Beginning with the first line of the data below, extract each line up to and including the one containing "use tracing::debug;". Copy them exactly and add nothing.

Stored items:
▶

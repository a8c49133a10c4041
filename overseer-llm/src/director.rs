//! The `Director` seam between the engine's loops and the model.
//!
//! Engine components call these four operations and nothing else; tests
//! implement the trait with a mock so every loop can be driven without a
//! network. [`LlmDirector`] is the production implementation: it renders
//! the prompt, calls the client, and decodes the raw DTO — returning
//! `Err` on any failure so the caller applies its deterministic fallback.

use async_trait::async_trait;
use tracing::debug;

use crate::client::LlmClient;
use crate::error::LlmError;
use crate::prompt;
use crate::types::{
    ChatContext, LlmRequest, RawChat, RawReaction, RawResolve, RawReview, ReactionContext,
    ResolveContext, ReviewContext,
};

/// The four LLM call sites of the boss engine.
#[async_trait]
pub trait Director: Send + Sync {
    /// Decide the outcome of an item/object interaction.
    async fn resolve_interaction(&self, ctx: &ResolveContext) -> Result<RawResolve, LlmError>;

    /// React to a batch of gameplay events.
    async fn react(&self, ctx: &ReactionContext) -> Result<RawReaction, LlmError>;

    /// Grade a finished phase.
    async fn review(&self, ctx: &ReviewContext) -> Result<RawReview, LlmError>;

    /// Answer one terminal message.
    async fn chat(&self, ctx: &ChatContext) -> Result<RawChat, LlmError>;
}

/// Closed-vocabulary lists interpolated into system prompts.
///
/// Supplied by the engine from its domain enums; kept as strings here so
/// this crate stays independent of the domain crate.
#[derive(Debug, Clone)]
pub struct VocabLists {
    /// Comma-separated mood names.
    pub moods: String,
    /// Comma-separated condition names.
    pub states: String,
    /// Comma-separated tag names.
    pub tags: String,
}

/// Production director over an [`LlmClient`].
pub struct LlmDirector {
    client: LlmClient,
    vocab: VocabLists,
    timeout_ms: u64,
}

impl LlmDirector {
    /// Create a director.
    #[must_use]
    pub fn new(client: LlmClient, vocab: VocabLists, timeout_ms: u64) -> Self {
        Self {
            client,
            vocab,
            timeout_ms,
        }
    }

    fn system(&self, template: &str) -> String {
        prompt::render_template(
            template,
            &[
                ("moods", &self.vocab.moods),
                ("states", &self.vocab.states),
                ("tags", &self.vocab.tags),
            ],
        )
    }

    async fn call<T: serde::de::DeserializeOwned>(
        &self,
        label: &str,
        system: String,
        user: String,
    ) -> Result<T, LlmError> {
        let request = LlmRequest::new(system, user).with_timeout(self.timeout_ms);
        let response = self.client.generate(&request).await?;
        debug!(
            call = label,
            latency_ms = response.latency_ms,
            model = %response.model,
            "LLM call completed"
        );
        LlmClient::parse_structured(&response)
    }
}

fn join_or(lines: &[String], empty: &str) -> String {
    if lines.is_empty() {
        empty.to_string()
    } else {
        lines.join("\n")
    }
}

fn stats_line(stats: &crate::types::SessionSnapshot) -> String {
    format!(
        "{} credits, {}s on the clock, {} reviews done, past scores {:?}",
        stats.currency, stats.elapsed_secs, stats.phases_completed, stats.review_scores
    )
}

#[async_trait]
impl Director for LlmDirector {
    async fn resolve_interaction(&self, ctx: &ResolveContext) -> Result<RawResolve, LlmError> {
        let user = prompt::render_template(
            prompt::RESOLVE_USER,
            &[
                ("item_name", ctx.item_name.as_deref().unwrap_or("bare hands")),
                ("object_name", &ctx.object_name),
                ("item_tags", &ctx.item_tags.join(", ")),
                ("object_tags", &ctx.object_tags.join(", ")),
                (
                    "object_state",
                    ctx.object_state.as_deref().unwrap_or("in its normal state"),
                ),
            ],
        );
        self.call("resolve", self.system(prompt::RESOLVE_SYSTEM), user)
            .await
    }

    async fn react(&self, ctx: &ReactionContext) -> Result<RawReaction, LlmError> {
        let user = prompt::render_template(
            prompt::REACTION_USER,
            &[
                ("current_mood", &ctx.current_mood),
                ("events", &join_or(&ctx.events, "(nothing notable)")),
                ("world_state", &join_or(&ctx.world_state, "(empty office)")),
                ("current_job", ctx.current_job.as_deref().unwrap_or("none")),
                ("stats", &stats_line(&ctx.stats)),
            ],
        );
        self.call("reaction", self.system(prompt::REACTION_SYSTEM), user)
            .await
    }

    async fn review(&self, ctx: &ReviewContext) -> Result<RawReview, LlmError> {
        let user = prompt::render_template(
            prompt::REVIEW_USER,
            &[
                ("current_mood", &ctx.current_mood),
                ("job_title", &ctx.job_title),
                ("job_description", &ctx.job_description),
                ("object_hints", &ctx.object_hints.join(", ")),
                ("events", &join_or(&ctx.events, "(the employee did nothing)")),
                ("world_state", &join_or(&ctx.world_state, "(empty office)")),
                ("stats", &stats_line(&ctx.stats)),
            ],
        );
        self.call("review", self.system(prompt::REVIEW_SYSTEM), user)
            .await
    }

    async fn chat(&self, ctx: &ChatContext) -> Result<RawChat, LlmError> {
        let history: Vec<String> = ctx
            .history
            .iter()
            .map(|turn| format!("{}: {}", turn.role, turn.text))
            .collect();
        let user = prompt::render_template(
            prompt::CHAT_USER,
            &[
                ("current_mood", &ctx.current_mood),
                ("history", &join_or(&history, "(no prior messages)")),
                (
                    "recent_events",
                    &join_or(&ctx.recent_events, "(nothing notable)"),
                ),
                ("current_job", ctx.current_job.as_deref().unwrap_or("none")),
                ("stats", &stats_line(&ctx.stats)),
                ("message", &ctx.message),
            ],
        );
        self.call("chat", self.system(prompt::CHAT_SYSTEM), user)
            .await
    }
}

◀

EXERCISE SOLUTION:
repository a8c49133a10c4041
filename overseer-llm/src/director.rs
//! The `Director` seam between the engine's loops and the model.
//!
//! Engine components call these four operations and nothing else; tests
//! implement the trait with a mock so every loop can be driven without a
//! network. [`LlmDirector`] is the production implementation: it renders
//! the prompt, calls the client, and decodes the raw DTO — returning
//! `Err` on any failure so the caller applies its deterministic fallback.

use async_trait::async_trait;
use tracing::debug;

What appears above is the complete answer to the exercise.